The research foci of our laboratory are:

1. Development of New Synthetic Methodology: We will design and develop unique and efficient synthetic strategies which will enable rapid access to molecular complexity and structural diversity. These new methodologies will be useful for the synthesis of complex natural products.
2. Natural Product Synthesis and Study of Mode of Action: We will explore the modes of action of biologically active natural products in order to investigate intracellular signaling pathways and identify novel targets for drug design.
3. Construction of Small Molecule Library and Establishment of High-Throughput Cell-Based Assay: With the advent of combinatorial chemistry and other synthetic technologies, it is feasible to prepare large collections of synthetic organic molecules. These libraries are useful in providing molecules that can be used to probe the relevant biological pathways. Since the ability to identify small molecule ligands for any protein of interest has far-reaching implications, both for the elucidation of protein function and for the development of novel pharmaceuticals, the availability of efficient methods for screening libraries of compounds become imperative. In spite of much progress in the field, those methods developed so far need further modification. We will develop more efficient and reliable methods for screening these compounds in cultured cells or whole organisms.
4. Development of Novel Technology for Chemical Genomics: Chemical genomics is currently limited by a major technical hurdle in pursuit of the ultimate goal of identifying the molecular targets of hit compounds in the most physiologically relevant settings possible (i.e., in vivo) once their phenotypic activity has been confirmed. We are interested in developing efficient and reliable methods for the identification of molecular target(s).
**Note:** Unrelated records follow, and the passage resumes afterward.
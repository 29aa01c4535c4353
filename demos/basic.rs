use std::sync::Arc;

use ruleconf::{ConfigTreeExt, Context, MemoryTree};

fn main() {
    let tree = Arc::new(MemoryTree::from_pairs([
        ("App:Name", "demo"),
        ("App:Banner:_rules:0:when", "user.tier == \"gold\" && !user.trial"),
        ("App:Banner:_rules:0:value", "Welcome back, valued customer"),
        ("App:Banner:_rules:1:when", "user.visits > 10"),
        ("App:Banner:_rules:1:value", "Thanks for coming back"),
        ("App:Banner:_rules:2:value", "Hello"),
    ]));

    for (tier, visits) in [("gold", 3_i64), ("free", 42), ("free", 1)] {
        let ctx = Context::new()
            .set("user.tier", tier)
            .set("user.trial", false)
            .set("user.visits", visits);
        let overlay = Arc::clone(&tree).with_rules(ctx);

        match overlay.section("App:Banner") {
            Ok(section) => println!(
                "{tier}/{visits}: {}",
                section.value().unwrap_or("<unset>")
            ),
            Err(e) => eprintln!("failed to resolve banner: {e}"),
        }
    }
}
The research activities described above will use a combination of synthetic organic chemistry and cell biology to synthesize and screen small molecule modulators of signaling pathways and to identify the molecular targets of the hit compounds. Through these multidisciplinary approaches, the cellular components and molecular events that embody cell differentiation, integrin signaling, vesicle trafficking, epithelial–mesenchymal transition (EMT), and cell-cell interaction will be systematically explored. Compounds employed in these studies could also advance the development of novel therapeutics for the treatment of human diseases including cancers.